# Gear for 9 days trip to Utah National Parks



## surapon (Jun 5, 2014)

Dear Friends.
I am very excite in my life that, I have a great 9 days vacation in Utah national parks, and we will stay in the park 8 nights.
I act like a boy, who do not know what candies that I should bring on this trip. Yes, At the National Park = dry , Hot and dusty, and I try to minimum change the Lenses.
Crazy Surapon, I bring 3 Big GUNS ( 1DS, 5D MK II and 7D) and 1 Small Air rifle( EOS-M with 2 EF-M Lenses)---Yes, I just bring 8 mm Fish eye lens and From 11 MM. Lens to 400 MM Lens ( and in between) + 2X and 1 580 MK II Flash, and Many Filters for the Landscape Photos + Night Photos + Fiberglass Tripods ( Can change to Monopods)
I hope to come back with some good photos to show my friends.
Have a great week ahead.
Surapon

PS, 2 Photos of Utah national park by the PROFESSIONAL, not my photos.


----------



## dppaskewitz (Jun 5, 2014)

Have fun. We are looking forward to seeing your photos when your return. I want to know how the air rifle does on a tripod with the 400MM.


----------



## arioch82 (Jun 6, 2014)

i am curious because i am doing a very similar trip next week in the same area...
are you camping? 
with backpack/tent etc. how are you planning on doing even just some hiking with all that equipment?

you make me feel really out of shape


----------



## Kestrel (Jun 6, 2014)

Southern Utah is a fabulous place... it's worthwhile to look into supporting the Southern Utah Wilderness Association (SUWA),... they are a grassroots organization that works to protect the magic wild areas of the red rock. It is my hope that these special lands are available for our grandchildren to enjoy and photograph as well.

Enjoy your trip!


----------



## Dylan777 (Jun 6, 2014)

Enjoy your trip and be safe surapon 

Almost forgot.....share some photos when you come back ;D


----------



## scottkinfw (Jun 6, 2014)

Have a great time- don't forget safari vest, sun screen and big floppy hat.

I'll be heading out on the 18th. If you can post while there, let us know if you hit some really great spots so we can check them out too!

sek


----------



## expatinasia (Jun 6, 2014)

Have a great trip.

If I were going, I would only take one body and two lenses, along with a few accessories - you're taking a small camera shop! ;D

Have fun!


----------



## Click (Jun 6, 2014)

Enjoy your trip Mr Surapon


----------



## JPAZ (Jun 6, 2014)

Enjoy. Be safe. Respect the climate. Watch out for the sun. Coming from the East Coast you won't appreciate just how hot it can be because the humidity is so low but it will still affect you. Lot's of fluids. Create your own shade.

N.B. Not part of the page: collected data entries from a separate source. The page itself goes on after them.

#[cfg(test)]
mod tests {
    use super::*;
    use crate::elf::build::{image, Segment};

    const TEXT: u32 = 0x1000_0000;
    const DATA: u32 = 0x1000_4000;

    unsafe extern "C" fn passthrough(p: *mut Sample, _: usize) -> *mut Sample {
        p
    }

    struct Fixture {
        staging: Vec<u8>,
        text: Vec<u8>,
        data: Vec<u8>,
    }

    impl Fixture {
        fn new() -> Self {
            Self {
                staging: vec![0; MAX_ELF_FILE_SIZE],
                text: vec![0xAA; 256],
                data: vec![0xAA; 256],
            }
        }

        fn load(
            &mut self,
            img: &[u8],
            slot: &AlgorithmSlot,
        ) -> Result<(), LoadError> {
            self.staging[..img.len()].copy_from_slice(img);
            let mut regions = [
                LoadRegion::new(TEXT, &mut self.text, true),
                LoadRegion::new(DATA, &mut self.data, false),
            ];
            let mut loader = Loader::new(&mut self.staging, &mut regions);
            loader.load(img.len(), slot)
        }
    }

    #[test]
    fn copies_segments_and_installs_entry() {
        arch::register_algorithm(TEXT | 1, passthrough);
        let img = image(
            TEXT | 1,
            &[
                Segment {
                    vaddr: TEXT,
                    data: &[1, 2, 3, 4],
                    memsz: 8,
                },
                Segment {
                    vaddr: DATA + 16,
                    data: &[],
                    memsz: 4,
                },
            ],
        );
        let mut fx = Fixture::new();
        let slot = AlgorithmSlot::new();
        fx.load(&img, &slot).unwrap();

        assert!(slot.is_loaded());
        assert_eq!(&fx.text[..4], &[1, 2, 3, 4]);
        // memsz beyond filesz is zeroed.
        assert_eq!(&fx.text[4..8], &[0; 4]);
        assert_eq!(fx.text[8], 0xAA);
        assert_eq!(&fx.data[16..20], &[0; 4]);
        assert_eq!(fx.data[15], 0xAA);
        assert_eq!(fx.data[20], 0xAA);
    }

    #[test]
    fn bad_magic_leaves_slot_empty() {
        arch::register_algorithm(TEXT | 1, passthrough);
        let slot = AlgorithmSlot::new();
        slot.install(passthrough);

        let seg = Segment {
            vaddr: TEXT,
            data: &[1],
            memsz: 1,
        };
        let mut img = image(TEXT | 1, &[seg]);
        img[1] = b'X';
        let mut fx = Fixture::new();
        assert_eq!(fx.load(&img, &slot), Err(LoadError::BadMagic));
        assert!(!slot.is_loaded());
    }

    #[test]
    fn zero_file_segments_alone_load_nothing() {
        arch::register_algorithm(TEXT | 1, passthrough);
        let seg = Segment {
            vaddr: DATA,
            data: &[],
            memsz: 32,
        };
        let img = image(TEXT | 1, &[seg]);
        let mut fx = Fixture::new();
        let slot = AlgorithmSlot::new();
        assert_eq!(fx.load(&img, &slot), Err(LoadError::NothingLoaded));
        assert!(!slot.is_loaded());
        assert!(fx.data.iter().all(|&b| b == 0xAA));
    }

    #[test]
    fn late_bad_segment_writes_nothing() {
        arch::register_algorithm(TEXT | 1, passthrough);
        let img = image(
            TEXT | 1,
            &[
                Segment {
                    vaddr: TEXT,
                    data: &[1, 2, 3, 4],
                    memsz: 8,
                },
                Segment {
                    vaddr: DATA,
                    data: &[9; 4],
                    memsz: 4,
                },
                Segment {
                    vaddr: 0x2000_0000,
                    data: &[5; 4],
                    memsz: 4,
                },
            ],
        );
        let mut fx = Fixture::new();
        let slot = AlgorithmSlot::new();
        assert_eq!(
            fx.load(&img, &slot),
            Err(LoadError::OutOfRegion {
                vaddr: 0x2000_0000,
                len: 4
            })
        );
        assert!(!slot.is_loaded());
        assert!(fx.text.iter().all(|&b| b == 0xAA));
        assert!(fx.data.iter().all(|&b| b == 0xAA));
    }

    #[test]
    fn bad_entry_writes_nothing() {
        let seg = Segment {
            vaddr: TEXT,
            data: &[1, 2, 3, 4],
            memsz: 4,
        };
        // Inside the image, but in a region the runner can't execute.
        let img = image(DATA | 1, &[seg]);
        let mut fx = Fixture::new();
        let slot = AlgorithmSlot::new();
        assert_eq!(
            fx.load(&img, &slot),
            Err(LoadError::BadEntry { entry: DATA | 1 })
        );
        assert!(fx.text.iter().all(|&b| b == 0xAA));
    }

    #[test]
    fn segment_outside_regions_is_rejected() {
        arch::register_algorithm(TEXT | 1, passthrough);
        let img = image(
            TEXT | 1,
            &[Segment {
                vaddr: TEXT + 250,
                data: &[1; 16],
                memsz: 16,
            }],
        );
        let mut fx = Fixture::new();
        let slot = AlgorithmSlot::new();
        assert_eq!(
            fx.load(&img, &slot),
            Err(LoadError::OutOfRegion {
                vaddr: TEXT + 250,
                len: 16
            })
        );
        assert!(fx.text.iter().all(|&b| b == 0xAA));
        assert!(!slot.is_loaded());
    }

    #[test]
    fn truncated_segment_data_is_rejected() {
        arch::register_algorithm(TEXT | 1, passthrough);
        let seg = Segment {
            vaddr: TEXT,
            data: &[7; 64],
            memsz: 64,
        };
        let img = image(TEXT | 1, &[seg]);
        let mut fx = Fixture::new();
        let slot = AlgorithmSlot::new();
        // Pretend only part of the upload arrived.
        fx.staging[..img.len()].copy_from_slice(&img);
        let mut regions = [LoadRegion::new(TEXT, &mut fx.text, true)];
        let mut loader = Loader::new(&mut fx.staging, &mut regions);
        assert_eq!(
            loader.load(img.len() - 10, &slot),
            Err(LoadError::Truncated)
        );
    }

    #[test]
    fn entry_must_be_executable() {
        arch::register_algorithm(DATA | 1, passthrough);
        let seg = Segment {
            vaddr: DATA,
            data: &[1; 4],
            memsz: 4,
        };
        let img = image(DATA | 1, &[seg]);
        let mut fx = Fixture::new();
        let slot = AlgorithmSlot::new();
        assert_eq!(
            fx.load(&img, &slot),
            Err(LoadError::BadEntry { entry: DATA | 1 })
        );
        assert!(!slot.is_loaded());
    }

    #[test]
    fn oversized_length_is_rejected() {
        let mut fx = Fixture::new();
        let slot = AlgorithmSlot::new();
        let mut regions = [LoadRegion::new(TEXT, &mut fx.text, true)];
        let mut loader = Loader::new(&mut fx.staging, &mut regions);
        assert_eq!(loader.capacity(), MAX_ELF_FILE_SIZE);
        assert_eq!(
            loader.load(MAX_ELF_FILE_SIZE + 1, &slot),
            Err(LoadError::TooLarge)
        );
    }

    #[test]
    fn unload_keeps_code() {
        arch::register_algorithm(TEXT | 1, passthrough);
        let seg = Segment {
            vaddr: TEXT,
            data: &[5; 4],
            memsz: 4,
        };
        let img = image(TEXT | 1, &[seg]);
        let mut fx = Fixture::new();
        let slot = AlgorithmSlot::new();
        fx.load(&img, &slot).unwrap();
        slot.unload();
        assert!(slot.get().is_none());
        assert_eq!(&fx.text[..4], &[5; 4]);
    }
}
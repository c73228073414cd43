// This Source Code Form is subject to the terms of the Mozilla Public
// License, v. 2.0. If a copy of the MPL was not distributed with this
// file, You can obtain one at https://mozilla.org/MPL/2.0/.

//! Simulated architecture for host builds.
//!
//! There's no way to jump into an uploaded image on the host, so tests
//! register ordinary functions at the addresses their test images claim as
//! entry points. The cycle counter only moves when told to. All of this is
//! per-thread, so tests running in parallel don't see each other.

use std::cell::{Cell, RefCell};

use crate::loader::EntryFn;
use crate::recovery::ResumePoint;

thread_local! {
    static ALGORITHMS: RefCell<Vec<(u32, EntryFn)>> =
        const { RefCell::new(Vec::new()) };
    static CYCLES: Cell<u32> = const { Cell::new(0) };
    static RELAY_WAKEUPS: Cell<u32> = const { Cell::new(0) };
    static LAST_RESUME: Cell<Option<ResumePoint>> = const { Cell::new(None) };
}

/// Makes `f` the code that runs when an image's entry point is `addr`.
pub fn register_algorithm(addr: u32, f: EntryFn) {
    ALGORITHMS.with(|a| {
        let mut a = a.borrow_mut();
        a.retain(|&(x, _)| x != addr);
        a.push((addr, f));
    });
}

/// Looks up whatever was registered at `addr`.
pub fn algorithm_entry(addr: u32) -> Option<EntryFn> {
    ALGORITHMS.with(|a| {
        a.borrow()
            .iter()
            .find_map(|&(x, f)| (x == addr).then_some(f))
    })
}

pub fn sync_loaded_code() {}

pub fn cycle_count() -> u32 {
    CYCLES.with(Cell::get)
}

pub fn set_cycle_count(n: u32) {
    CYCLES.with(|c| c.set(n));
}

/// Moves the cycle counter forward, as if `n` cycles of work had been done.
pub fn advance_cycles(n: u32) {
    CYCLES.with(|c| c.set(c.get().wrapping_add(n)));
}

pub fn wake_relay() {
    RELAY_WAKEUPS.with(|w| w.set(w.get() + 1));
}

/// Number of times `wake_relay` has been called on this thread.
pub fn relay_wakeups() -> u32 {
    RELAY_WAKEUPS.with(Cell::get)
}

/// Records the request. There's no runner thread to restart.
///
/// # Safety
///
/// Always safe here; the real implementations aren't.
pub unsafe fn force_resume(point: &ResumePoint) {
    LAST_RESUME.with(|r| r.set(Some(*point)));
}

/// The last point passed to `force_resume` on this thread.
pub fn last_resume() -> Option<ResumePoint> {
    LAST_RESUME.with(Cell::get)
}
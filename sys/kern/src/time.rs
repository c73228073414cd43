// This Source Code Form is subject to the terms of the Mozilla Public
// License, v. 2.0. If a copy of the MPL was not distributed with this
// file, You can obtain one at https://mozilla.org/MPL/2.0/.

//! Algorithm execution timing.
//!
//! Time is measured in CPU cycles, read from the architecture's cycle
//! counter immediately around the call into the algorithm.

use core::sync::atomic::{AtomicU32, Ordering};

/// Cycles spent measuring an algorithm that does nothing but return. This is
/// subtracted from every measurement so that the reported figure covers only
/// the algorithm's own code.
pub const MEASUREMENT_OVERHEAD: u32 = 196 - 1;

/// Holds the most recent execution-time measurement.
pub struct Stopwatch {
    last: AtomicU32,
}

impl Stopwatch {
    pub const fn new() -> Self {
        Self {
            last: AtomicU32::new(0),
        }
    }

    /// Records a measurement from two cycle-counter readings. The counter is
    /// allowed to wrap between them.
    pub fn record(&self, start: u32, end: u32) -> u32 {
        let elapsed = calibrate(end.wrapping_sub(start));
        self.last.store(elapsed, Ordering::Relaxed);
        elapsed
    }

    /// The most recent measurement, in cycles.
    pub fn last(&self) -> u32 {
        self.last.load(Ordering::Relaxed)
    }
}

impl Default for Stopwatch {
    fn default() -> Self {
        Self::new()
    }
}

/// Removes the measurement overhead from a raw cycle count. Counts that
/// don't exceed the overhead are left alone rather than clamped to zero.
pub fn calibrate(raw: u32) -> u32 {
    if raw > MEASUREMENT_OVERHEAD {
        raw - MEASUREMENT_OVERHEAD
    } else {
        raw
    }
}

#[cfg(test)]
mod tests {
    use super::*;

    #[test]
    fn overhead_is_subtracted() {
        let sw = Stopwatch::new();
        assert_eq!(sw.last(), 0);
        assert_eq!(sw.record(1000, 1000 + 195 + 500), 500);
        assert_eq!(sw.last(), 500);
    }

    #[test]
    fn small_counts_are_kept() {
        assert_eq!(calibrate(195), 195);
        assert_eq!(calibrate(10), 10);
        assert_eq!(calibrate(196), 1);
    }

    #[test]
    fn counter_wrap() {
        let sw = Stopwatch::new();
        assert_eq!(sw.record(u32::MAX - 99, 300), 400 - 195);
    }
}
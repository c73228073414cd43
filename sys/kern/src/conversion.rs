// This Source Code Form is subject to the terms of the Mozilla Public
// License, v. 2.0. If a copy of the MPL was not distributed with this
// file, You can obtain one at https://mozilla.org/MPL/2.0/.

//! The conversion runtime.
//!
//! Conversion is a three-stage pipeline:
//!
//! - The **capture** interrupt fires whenever the input DMA finishes a half
//!   buffer. It marks that half and posts a [`Message`] to the relay.
//!
//! - The **relay** runs with full privilege. It forwards one message at a
//!   time to the runner through a single-slot [`Rendezvous`], and only
//!   fetches from the mailbox while the runner is idle, waiting for work.
//!   While the runner is busy, messages stay in the mailbox where capture
//!   can see them.
//!
//! - The **runner** takes the message, calls the loaded algorithm on the
//!   named input half, and copies what it returns into the same half of the
//!   output exchange, where the output DMA picks it up.
//!
//! On target, the runner executes unprivileged and must stay away from
//! critical sections, so everything it touches in here is an atomic.
//!
//! The capture stage never blocks. If it finds the relay mailbox already
//! backed up, the algorithm isn't keeping up with the sample rate; rather
//! than let input and output drift apart, the whole run is aborted.

use core::ops::Range;
use core::sync::atomic::{AtomicBool, AtomicU8, Ordering};

use abi::{Error, RunStatus};
use ringbuf::{ringbuf, ringbuf_entry};
use sample_exchange::{Half, SampleBuffer};

use crate::arch;
use crate::err::ErrorTracker;
use crate::loader::AlgorithmSlot;
use crate::mailbox::{Mailbox, Message, Rendezvous};
use crate::periph::{Capture, Channel, Emission, HalfComplete};
use crate::time::Stopwatch;

#[derive(Copy, Clone, Debug, PartialEq)]
enum Trace {
    None,
    Start { size: usize },
    Stop,
    Overrun { pending: usize },
    Aborted,
    MeasurementArmed,
}

ringbuf!(Trace, 16, Trace::None);

/// All state shared between the pipeline stages and the host link.
pub struct Runtime<'a> {
    pub input: SampleBuffer<'a>,
    pub output: SampleBuffer<'a>,
    /// Independent of conversion; streamed by the signal generator.
    pub generator: SampleBuffer<'a>,
    pub errors: ErrorTracker,
    pub algorithm: AlgorithmSlot,
    pub stopwatch: Stopwatch,
    status: AtomicU8,
    measure: AtomicBool,
    mailbox: Mailbox,
    rendezvous: Rendezvous,
    /// Set while the runner waits for a message, cleared when the relay
    /// hands it one.
    runner_idle: AtomicBool,
    runner_stack: Range<u32>,
}

impl<'a> Runtime<'a> {
    /// Creates an idle runtime. `runner_stack` is the address range reserved
    /// for the runner's stack, used to decide whether a fault can be
    /// recovered from.
    pub const fn new(
        input: SampleBuffer<'a>,
        output: SampleBuffer<'a>,
        generator: SampleBuffer<'a>,
        runner_stack: Range<u32>,
    ) -> Self {
        Self {
            input,
            output,
            generator,
            errors: ErrorTracker::new(),
            algorithm: AlgorithmSlot::new(),
            stopwatch: Stopwatch::new(),
            status: AtomicU8::new(RunStatus::Idle as u8),
            measure: AtomicBool::new(false),
            mailbox: Mailbox::new(),
            rendezvous: Rendezvous::new(),
            runner_idle: AtomicBool::new(true),
            runner_stack,
        }
    }

    pub fn status(&self) -> RunStatus {
        if self.status.load(Ordering::Acquire) == RunStatus::Running as u8 {
            RunStatus::Running
        } else {
            RunStatus::Idle
        }
    }

    pub fn is_running(&self) -> bool {
        self.status() == RunStatus::Running
    }

    /// Begins converting. The caller checks that we're idle.
    ///
    /// The output is cleared to mid-scale first, so that nothing left over
    /// from a previous run gets emitted before the algorithm produces its
    /// first half.
    pub fn start(
        &self,
        capture: &mut impl Capture,
        emission: &mut impl Emission,
        on_half: HalfComplete,
    ) {
        self.output.clear();
        self.mailbox.reset();
        self.rendezvous.clear();
        self.measure.store(false, Ordering::Relaxed);
        let _ = self.input.take_modified();
        let _ = self.output.take_modified();

        let size = self.input.size();
        ringbuf_entry!(Trace::Start { size });
        // Safety: both exchanges live at least as long as we do, and we stop
        // the hardware in `stop` before anything else can happen to them.
        unsafe {
            capture.start(self.input.as_ptr(), size, on_half);
            emission.start(
                Channel::Conversion,
                self.output.as_ptr(),
                self.output.size(),
            );
        }
        self.status.store(RunStatus::Running as u8, Ordering::Release);
    }

    /// Stops converting. The caller checks that we're running.
    pub fn stop(
        &self,
        capture: &mut impl Capture,
        emission: &mut impl Emission,
    ) {
        emission.stop(Channel::Conversion);
        capture.stop();
        self.status.store(RunStatus::Idle as u8, Ordering::Release);
        ringbuf_entry!(Trace::Stop);
    }

    /// Drops the algorithm and tells the host. Callable from any context,
    /// including fault handlers. The run status is left alone: capture keeps
    /// going, and halves pass straight through until the host reacts.
    pub fn abort(&self) {
        self.algorithm.unload();
        self.errors.add(Error::ConversionAborted);
        ringbuf_entry!(Trace::Aborted);
    }

    /// Arms timing of the next half dispatched to the algorithm. The caller
    /// checks that we're running.
    pub fn start_measurement(&self) {
        self.measure.store(true, Ordering::Release);
        ringbuf_entry!(Trace::MeasurementArmed);
    }

    /// Capture half-complete notification, from interrupt context.
    pub fn capture_complete(&self, half: Half) {
        let pending = self.mailbox.used();
        if pending > 1 {
            ringbuf_entry!(Trace::Overrun { pending });
            self.mailbox.reset();
            self.abort();
            return;
        }

        self.input.mark(half);
        let measure = self.measure.swap(false, Ordering::AcqRel);
        if self.mailbox.post(Message::new(half, measure)).is_err() {
            // Only reachable if something else posted since we checked.
            self.abort();
            return;
        }
        arch::wake_relay();
    }

    /// Moves one message from the mailbox to the runner, if the runner is
    /// idle and has taken the last one. Returns whether anything moved.
    pub fn relay_step(&self) -> bool {
        if !self.is_runner_idle() || !self.rendezvous.is_empty() {
            return false;
        }
        match self.mailbox.fetch() {
            Some(msg) => {
                self.runner_idle.store(false, Ordering::Release);
                // We're the only producer, and the slot was empty.
                self.rendezvous.offer(msg)
            }
            None => false,
        }
    }

    /// The runner has finished with its last message and is waiting for
    /// another.
    pub fn runner_idle(&self) {
        self.runner_idle.store(true, Ordering::Release);
    }

    pub fn is_runner_idle(&self) -> bool {
        self.runner_idle.load(Ordering::Acquire)
    }

    /// Takes the message waiting for the runner, if any.
    pub fn take_message(&self) -> Option<Message> {
        self.rendezvous.take()
    }

    /// Runs one message through the runner, if one is waiting, and then
    /// goes back to waiting. Returns whether anything ran.
    pub fn runner_step(&self) -> bool {
        match self.take_message() {
            Some(msg) => {
                self.process(msg);
                self.runner_idle();
                true
            }
            None => false,
        }
    }

    /// Runs the loaded algorithm on one half of the input.
    ///
    /// This is the body of the runner and is called unprivileged on target.
    pub fn process(&self, msg: Message) {
        let half = msg.half;
        let len = self.input.half_len();
        let src = self.input.half_ptr(half);

        let result = match self.algorithm.get() {
            Some(entry) => {
                let start = if msg.measure { arch::cycle_count() } else { 0 };
                // Safety: the entry point came from a successful load. What
                // it does with the half we hand it is up to it; on target a
                // bad access traps into fault recovery.
                let r = unsafe { entry(src, len) };
                if msg.measure {
                    self.stopwatch.record(start, arch::cycle_count());
                }
                r
            }
            None => src,
        };

        if result.is_null() {
            return;
        }
        // Safety: the algorithm promises `len` samples at `result`. On
        // target, the runner can only read memory the MPU gives it.
        let samples = unsafe { core::slice::from_raw_parts(result, len) };
        match half {
            Half::First => self.output.modify_first_half(samples),
            Half::Second => self.output.modify_second_half(samples),
        }
    }

    /// Whether `sp` lies in the runner's stack.
    pub fn in_runner_stack(&self, sp: u32) -> bool {
        self.runner_stack.contains(&sp)
    }

    /// Messages posted by capture but not yet relayed.
    pub fn pending(&self) -> usize {
        self.mailbox.used()
    }
}
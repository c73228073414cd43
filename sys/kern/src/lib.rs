// This Source Code Form is subject to the terms of the Mozilla Public
// License, v. 2.0. If a copy of the MPL was not distributed with this
// file, You can obtain one at https://mozilla.org/MPL/2.0/.

//! Conversion kernel.
//!
//! This is the part of the firmware that moves samples: it owns the sample
//! exchanges, loads uploaded algorithms, runs them against each half buffer
//! as it's captured, and recovers when one of them crashes.
//!
//! Code outside of the `arch` module is portable, and is tested on the host
//! against a simulated architecture (`arch::fake`). Only ARMv7-M is
//! supported on real hardware.
//!
//! # Design principles
//!
//! 1. Static configuration. Memory layout, algorithm regions and clock
//!    dividers come from a board description at build time; nothing is
//!    allocated at runtime.
//! 2. A strong preference for safe code where reasonable. The unsafe parts
//!    are the calls into uploaded code and the raw views of the exchanges,
//!    and both are kept in one place each.
//! 3. Untrusted code runs unprivileged, and its failures are reported, not
//!    fatal.

#![cfg_attr(target_os = "none", no_std)]

pub mod arch;

pub mod config;
pub mod conversion;
pub mod elf;
pub mod err;
pub mod fail;
pub mod loader;
pub mod mailbox;
pub mod periph;
pub mod recovery;
pub mod sclock;
#[cfg(target_os = "none")]
pub mod startup;
pub mod time;
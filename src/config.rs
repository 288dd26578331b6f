use std::net::{Ipv4Addr, SocketAddr};

const DEFAULT_HOST: Ipv4Addr = Ipv4Addr::LOCALHOST;
const DEFAULT_PORT: u16 = 8080;

#[derive(Debug, thiserror::Error)]
pub enum ConfigError {
    #[error("{0} must be set")]
    Missing(&'static str),
    #[error("{name} is not in the correct format: {value}")]
    Malformed { name: &'static str, value: String },
}

#[derive(Debug, Clone, PartialEq, Eq)]
pub struct Config {
    pub database_url: String,
    pub host: Ipv4Addr,
    pub port: u16,
}

impl Config {
    /// Reads `DATABASE_URL`, `HOST` and `PORT` from the environment (and `.env`, if present).
    pub fn from_env() -> Result<Self, ConfigError> {
        dotenvy::dotenv().ok();
        Self::from_lookup(|name| std::env::var(name).ok())
    }

    pub fn from_lookup(lookup: impl Fn(&str) -> Option<String>) -> Result<Self, ConfigError> {
        let database_url = lookup("DATABASE_URL").ok_or(ConfigError::Missing("DATABASE_URL"))?;

        let host = match lookup("HOST") {
            Some(value) => value
                .parse()
                .map_err(|_| ConfigError::Malformed { name: "HOST", value })?,
            None => DEFAULT_HOST,
        };

        let port = match lookup("PORT") {
            Some(value) => value
                .parse()
                .map_err(|_| ConfigError::Malformed { name: "PORT", value })?,
            None => DEFAULT_PORT,
        };

        Ok(Self {
            database_url,
            host,
            port,
        })
    }

    pub fn addr(&self) -> SocketAddr {
        SocketAddr::from((self.host, self.port))
    }
}
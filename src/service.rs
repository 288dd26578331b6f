use std::sync::Arc;

use chrono::NaiveDate;

use crate::db::{PlayerStore, StoreError};
use crate::models::{Player, PlayerFields, PlayerId, PlayerRecord, PlayerToCreate, PlayerToUpdate};
use crate::rank::rank_players;

#[derive(Debug, thiserror::Error)]
pub enum PlayerError {
    #[error("Player with identifier {0} could not be found.")]
    NotFound(PlayerId),

    #[error(
        "Player with first name {first_name}, last name {last_name} \
         and birth date {birth_date} already exists."
    )]
    AlreadyExists {
        first_name: String,
        last_name: String,
        birth_date: NaiveDate,
    },

    #[error(transparent)]
    Storage(#[from] StoreError),
}

pub type PlayerResult<T> = Result<T, PlayerError>;

impl PlayerError {
    fn already_exists(fields: &PlayerFields) -> Self {
        PlayerError::AlreadyExists {
            first_name: fields.first_name.clone(),
            last_name: fields.last_name.clone(),
            birth_date: fields.birth_date,
        }
    }

    /// A write rejected by the store's uniqueness key is reported like the
    /// existence check would have reported it.
    fn from_write(err: StoreError, fields: &PlayerFields) -> Self {
        match err {
            StoreError::DuplicateKey => {
                tracing::warn!(
                    "Store rejected {} {} born {}: key already taken",
                    fields.first_name,
                    fields.last_name,
                    fields.birth_date
                );
                Self::already_exists(fields)
            }
            other => other.into(),
        }
    }
}

/// Business rules for tennis players. Ranks are derived from the full set of
/// stored players on every read and are never written back.
#[derive(Clone)]
pub struct PlayerService {
    store: Arc<dyn PlayerStore>,
}

impl PlayerService {
    pub fn new(store: Arc<dyn PlayerStore>) -> Self {
        Self { store }
    }

    pub async fn get_all_players(&self) -> PlayerResult<Vec<Player>> {
        let records = self.store.fetch_all().await?;
        tracing::debug!("Ranking {} players", records.len());
        Ok(rank_players(records))
    }

    pub async fn get_by_identifier(&self, id: PlayerId) -> PlayerResult<Player> {
        if self.store.fetch_by_id(id).await?.is_none() {
            tracing::debug!("Player {} not found", id);
            return Err(PlayerError::NotFound(id));
        }

        self.get_all_players()
            .await?
            .into_iter()
            .find(|player| player.identifier == id)
            // deleted between the two reads
            .ok_or(PlayerError::NotFound(id))
    }

    pub async fn create(&self, player: PlayerToCreate) -> PlayerResult<Player> {
        let fields = PlayerFields::from(player);
        if self
            .store
            .exists_by_name_and_birth_date(&fields.first_name, &fields.last_name, fields.birth_date)
            .await?
        {
            tracing::warn!(
                "Rejected duplicate player {} {} born {}",
                fields.first_name,
                fields.last_name,
                fields.birth_date
            );
            return Err(PlayerError::already_exists(&fields));
        }

        let record = PlayerRecord::new(PlayerId::new(), fields.clone());
        let created = self
            .store
            .insert(record)
            .await
            .map_err(|err| PlayerError::from_write(err, &fields))?;
        tracing::info!(
            "Created player {} ({} {})",
            created.identifier,
            created.first_name,
            created.last_name
        );

        self.get_by_identifier(created.identifier).await
    }

    pub async fn update(&self, player: PlayerToUpdate) -> PlayerResult<Player> {
        let id = player.identifier;
        let Some(existing) = self.store.fetch_by_id(id).await? else {
            tracing::warn!("Cannot update unknown player {}", id);
            return Err(PlayerError::NotFound(id));
        };

        let fields = player.fields();
        let (first_name, last_name, birth_date) =
            (&fields.first_name, &fields.last_name, fields.birth_date);
        let renamed = !existing.has_name_and_birth_date(first_name, last_name, birth_date);
        if renamed
            && self
                .store
                .exists_by_name_and_birth_date(first_name, last_name, birth_date)
                .await?
        {
            tracing::warn!(
                "Cannot update player {}: {} {} born {} is already taken",
                id,
                fields.first_name,
                fields.last_name,
                fields.birth_date
            );
            return Err(PlayerError::already_exists(&fields));
        }

        self.store
            .update(id, fields.clone())
            .await
            .map_err(|err| PlayerError::from_write(err, &fields))?
            .ok_or(PlayerError::NotFound(id))?;
        tracing::info!("Updated player {}", id);

        self.get_by_identifier(id).await
    }

    pub async fn delete(&self, id: PlayerId) -> PlayerResult<()> {
        if !self.store.delete_by_id(id).await? {
            tracing::warn!("Cannot delete unknown player {}", id);
            return Err(PlayerError::NotFound(id));
        }

        tracing::info!("Deleted player {}", id);
        Ok(())
    }
}
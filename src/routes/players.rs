use axum::{
    extract::{Path, State},
    response::Json,
};
use validator::Validate;

use crate::error::ApiError;
use crate::models::{Player, PlayerId, PlayerToCreate, PlayerToUpdate};
use crate::service::PlayerService;

// GET /players - List all players by rank
pub async fn list_players(
    State(service): State<PlayerService>,
) -> Result<Json<Vec<Player>>, ApiError> {
    let players = service.get_all_players().await?;

    Ok(Json(players))
}

// GET /players/{identifier} - Get player by identifier
pub async fn get_player(
    State(service): State<PlayerService>,
    Path(identifier): Path<PlayerId>,
) -> Result<Json<Player>, ApiError> {
    let player = service.get_by_identifier(identifier).await?;

    Ok(Json(player))
}

// POST /players - Create a player
pub async fn create_player(
    State(service): State<PlayerService>,
    Json(payload): Json<PlayerToCreate>,
) -> Result<Json<Player>, ApiError> {
    payload.validate()?;
    let player = service.create(payload).await?;

    Ok(Json(player))
}

// PUT /players - Update the player named by the body's identifier
pub async fn update_player(
    State(service): State<PlayerService>,
    Json(payload): Json<PlayerToUpdate>,
) -> Result<Json<Player>, ApiError> {
    payload.validate()?;
    let player = service.update(payload).await?;

    Ok(Json(player))
}

// DELETE /players/{identifier} - Delete a player
pub async fn delete_player(
    State(service): State<PlayerService>,
    Path(identifier): Path<PlayerId>,
) -> Result<(), ApiError> {
    service.delete(identifier).await?;

    Ok(())
}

Boy, you are bringing a lot of stuff. I hope you have hired a pack mule. 

I'll bet this will be a fabulous trip. Have fun.


----------



## Lt Colonel (Jun 7, 2014)

My friend, if possible, you might consider a light colored hat. It will help deflect some of the heat...

Have a great time. I look forward to seeing your photos. Because of you, I now own an EOS M.


----------



## traingineer (Jun 7, 2014)

JPAZ said:


> Boy, you are bringing a lot of stuff. I hope you have hired a pack mule.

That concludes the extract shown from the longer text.